**Work instructions**
Scan the entries below and give the number of lines containing "Display", with no accompanying words.

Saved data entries
+ + +

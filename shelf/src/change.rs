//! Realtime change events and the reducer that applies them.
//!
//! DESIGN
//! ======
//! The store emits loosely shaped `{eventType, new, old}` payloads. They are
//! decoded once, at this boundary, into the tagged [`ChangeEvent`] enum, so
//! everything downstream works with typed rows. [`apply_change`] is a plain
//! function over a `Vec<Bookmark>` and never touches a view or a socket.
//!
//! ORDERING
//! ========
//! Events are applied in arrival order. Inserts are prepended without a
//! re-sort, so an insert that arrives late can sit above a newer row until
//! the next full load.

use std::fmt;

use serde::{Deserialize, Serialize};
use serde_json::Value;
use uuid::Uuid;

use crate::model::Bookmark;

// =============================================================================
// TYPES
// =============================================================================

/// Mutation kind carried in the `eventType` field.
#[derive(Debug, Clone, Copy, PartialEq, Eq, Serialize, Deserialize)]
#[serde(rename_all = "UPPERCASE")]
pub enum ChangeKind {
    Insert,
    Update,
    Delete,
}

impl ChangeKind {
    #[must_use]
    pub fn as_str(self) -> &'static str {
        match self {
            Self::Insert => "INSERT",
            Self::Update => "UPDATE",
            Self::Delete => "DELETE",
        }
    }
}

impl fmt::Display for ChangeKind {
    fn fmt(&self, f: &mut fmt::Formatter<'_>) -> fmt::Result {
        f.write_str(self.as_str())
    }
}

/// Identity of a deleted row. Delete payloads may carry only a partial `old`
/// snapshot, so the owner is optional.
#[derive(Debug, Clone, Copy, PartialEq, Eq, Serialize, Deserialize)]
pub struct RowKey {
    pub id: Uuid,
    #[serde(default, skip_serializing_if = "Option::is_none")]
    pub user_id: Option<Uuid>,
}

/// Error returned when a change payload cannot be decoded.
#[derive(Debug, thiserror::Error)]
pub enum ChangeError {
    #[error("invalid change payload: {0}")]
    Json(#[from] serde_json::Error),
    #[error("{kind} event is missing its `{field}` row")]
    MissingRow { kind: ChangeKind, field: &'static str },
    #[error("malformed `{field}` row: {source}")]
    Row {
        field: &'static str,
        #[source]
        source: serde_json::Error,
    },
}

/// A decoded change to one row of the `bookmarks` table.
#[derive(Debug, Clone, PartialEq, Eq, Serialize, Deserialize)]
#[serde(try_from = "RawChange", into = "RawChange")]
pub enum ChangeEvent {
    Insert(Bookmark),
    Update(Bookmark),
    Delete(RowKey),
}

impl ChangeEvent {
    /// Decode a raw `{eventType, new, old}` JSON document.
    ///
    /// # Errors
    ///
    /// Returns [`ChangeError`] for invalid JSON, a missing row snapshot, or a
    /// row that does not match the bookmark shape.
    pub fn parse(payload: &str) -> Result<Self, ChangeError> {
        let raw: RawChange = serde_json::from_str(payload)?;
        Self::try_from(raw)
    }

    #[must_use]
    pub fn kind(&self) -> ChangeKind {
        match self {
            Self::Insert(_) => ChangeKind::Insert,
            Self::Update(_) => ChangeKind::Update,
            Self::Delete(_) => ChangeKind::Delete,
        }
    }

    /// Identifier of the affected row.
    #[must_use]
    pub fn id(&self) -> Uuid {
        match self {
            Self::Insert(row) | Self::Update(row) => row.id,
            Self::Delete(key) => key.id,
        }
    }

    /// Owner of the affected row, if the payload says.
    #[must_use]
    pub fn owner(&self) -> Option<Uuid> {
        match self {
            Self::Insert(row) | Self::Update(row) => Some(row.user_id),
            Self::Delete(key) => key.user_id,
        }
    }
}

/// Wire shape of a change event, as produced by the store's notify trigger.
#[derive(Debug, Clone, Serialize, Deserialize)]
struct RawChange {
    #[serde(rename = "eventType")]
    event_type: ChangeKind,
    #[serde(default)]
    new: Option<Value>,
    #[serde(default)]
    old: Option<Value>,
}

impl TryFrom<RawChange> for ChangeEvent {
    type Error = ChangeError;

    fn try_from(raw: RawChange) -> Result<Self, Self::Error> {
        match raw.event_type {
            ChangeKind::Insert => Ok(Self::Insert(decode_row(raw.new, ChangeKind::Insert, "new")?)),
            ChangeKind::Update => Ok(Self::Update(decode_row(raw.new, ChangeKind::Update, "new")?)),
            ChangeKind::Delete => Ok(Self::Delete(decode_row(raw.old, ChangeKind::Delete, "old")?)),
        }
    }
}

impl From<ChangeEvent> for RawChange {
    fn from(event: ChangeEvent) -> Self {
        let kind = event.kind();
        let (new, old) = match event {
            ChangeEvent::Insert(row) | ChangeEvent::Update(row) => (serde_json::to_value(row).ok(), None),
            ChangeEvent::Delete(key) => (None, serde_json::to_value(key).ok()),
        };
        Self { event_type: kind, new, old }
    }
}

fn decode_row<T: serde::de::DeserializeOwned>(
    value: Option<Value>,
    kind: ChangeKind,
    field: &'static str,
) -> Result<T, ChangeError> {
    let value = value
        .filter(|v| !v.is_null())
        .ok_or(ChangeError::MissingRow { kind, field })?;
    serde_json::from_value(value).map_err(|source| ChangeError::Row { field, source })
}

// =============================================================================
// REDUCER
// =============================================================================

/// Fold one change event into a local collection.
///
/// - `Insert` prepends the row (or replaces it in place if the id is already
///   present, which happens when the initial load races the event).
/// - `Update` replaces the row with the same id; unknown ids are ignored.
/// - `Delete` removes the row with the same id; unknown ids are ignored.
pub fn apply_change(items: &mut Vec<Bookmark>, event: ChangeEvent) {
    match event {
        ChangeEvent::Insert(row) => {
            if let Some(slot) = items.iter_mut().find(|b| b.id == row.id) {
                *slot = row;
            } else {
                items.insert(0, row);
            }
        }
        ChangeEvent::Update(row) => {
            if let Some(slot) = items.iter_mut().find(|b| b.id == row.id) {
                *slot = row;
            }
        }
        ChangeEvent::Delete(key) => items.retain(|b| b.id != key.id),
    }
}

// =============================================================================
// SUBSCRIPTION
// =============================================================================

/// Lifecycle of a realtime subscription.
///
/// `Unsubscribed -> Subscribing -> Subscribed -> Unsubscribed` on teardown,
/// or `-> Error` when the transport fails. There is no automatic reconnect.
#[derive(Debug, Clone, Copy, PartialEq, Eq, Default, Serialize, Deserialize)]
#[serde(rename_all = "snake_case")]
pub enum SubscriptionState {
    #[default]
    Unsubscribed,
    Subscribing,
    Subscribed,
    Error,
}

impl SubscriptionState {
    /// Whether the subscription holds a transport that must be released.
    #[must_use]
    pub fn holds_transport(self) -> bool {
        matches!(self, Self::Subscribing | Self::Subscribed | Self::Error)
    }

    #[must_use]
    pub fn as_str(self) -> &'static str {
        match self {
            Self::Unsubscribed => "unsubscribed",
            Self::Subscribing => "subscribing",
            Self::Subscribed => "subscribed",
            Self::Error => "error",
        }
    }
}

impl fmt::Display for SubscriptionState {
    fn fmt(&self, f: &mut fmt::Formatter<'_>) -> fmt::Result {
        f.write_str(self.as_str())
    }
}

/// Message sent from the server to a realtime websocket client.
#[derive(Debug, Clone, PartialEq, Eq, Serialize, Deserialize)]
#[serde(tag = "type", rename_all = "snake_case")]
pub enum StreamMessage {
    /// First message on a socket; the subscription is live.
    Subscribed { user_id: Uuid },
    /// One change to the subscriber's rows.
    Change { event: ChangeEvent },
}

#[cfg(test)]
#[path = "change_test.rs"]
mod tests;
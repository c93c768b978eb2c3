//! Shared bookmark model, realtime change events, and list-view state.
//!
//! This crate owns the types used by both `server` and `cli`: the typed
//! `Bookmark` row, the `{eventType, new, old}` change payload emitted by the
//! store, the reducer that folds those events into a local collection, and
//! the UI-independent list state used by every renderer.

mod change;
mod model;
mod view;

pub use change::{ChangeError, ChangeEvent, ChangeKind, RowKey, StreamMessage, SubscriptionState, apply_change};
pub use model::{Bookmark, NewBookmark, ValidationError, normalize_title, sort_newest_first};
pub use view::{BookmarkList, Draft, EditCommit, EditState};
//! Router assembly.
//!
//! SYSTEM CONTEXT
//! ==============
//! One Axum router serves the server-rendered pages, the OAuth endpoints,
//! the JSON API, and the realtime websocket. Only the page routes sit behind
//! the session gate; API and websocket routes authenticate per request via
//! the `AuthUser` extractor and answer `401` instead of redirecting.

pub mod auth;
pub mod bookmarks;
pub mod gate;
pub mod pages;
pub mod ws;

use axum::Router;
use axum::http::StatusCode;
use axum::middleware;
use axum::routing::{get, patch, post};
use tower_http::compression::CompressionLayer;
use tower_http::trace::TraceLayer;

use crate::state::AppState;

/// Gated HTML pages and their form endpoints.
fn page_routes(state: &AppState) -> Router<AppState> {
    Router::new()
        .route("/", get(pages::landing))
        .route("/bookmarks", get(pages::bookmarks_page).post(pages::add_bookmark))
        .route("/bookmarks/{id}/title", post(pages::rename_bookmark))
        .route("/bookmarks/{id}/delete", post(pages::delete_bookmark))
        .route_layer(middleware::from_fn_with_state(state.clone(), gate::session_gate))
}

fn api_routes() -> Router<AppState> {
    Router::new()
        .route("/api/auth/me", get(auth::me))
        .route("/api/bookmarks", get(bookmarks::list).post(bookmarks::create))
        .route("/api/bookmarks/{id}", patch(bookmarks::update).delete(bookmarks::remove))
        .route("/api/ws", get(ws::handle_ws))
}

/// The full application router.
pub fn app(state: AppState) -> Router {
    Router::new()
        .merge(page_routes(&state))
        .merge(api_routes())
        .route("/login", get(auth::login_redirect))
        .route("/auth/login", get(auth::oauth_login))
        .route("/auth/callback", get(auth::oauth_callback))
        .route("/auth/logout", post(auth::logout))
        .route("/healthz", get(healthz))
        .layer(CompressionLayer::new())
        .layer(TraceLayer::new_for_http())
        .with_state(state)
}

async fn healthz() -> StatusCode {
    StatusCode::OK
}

+ + +

**Response**
2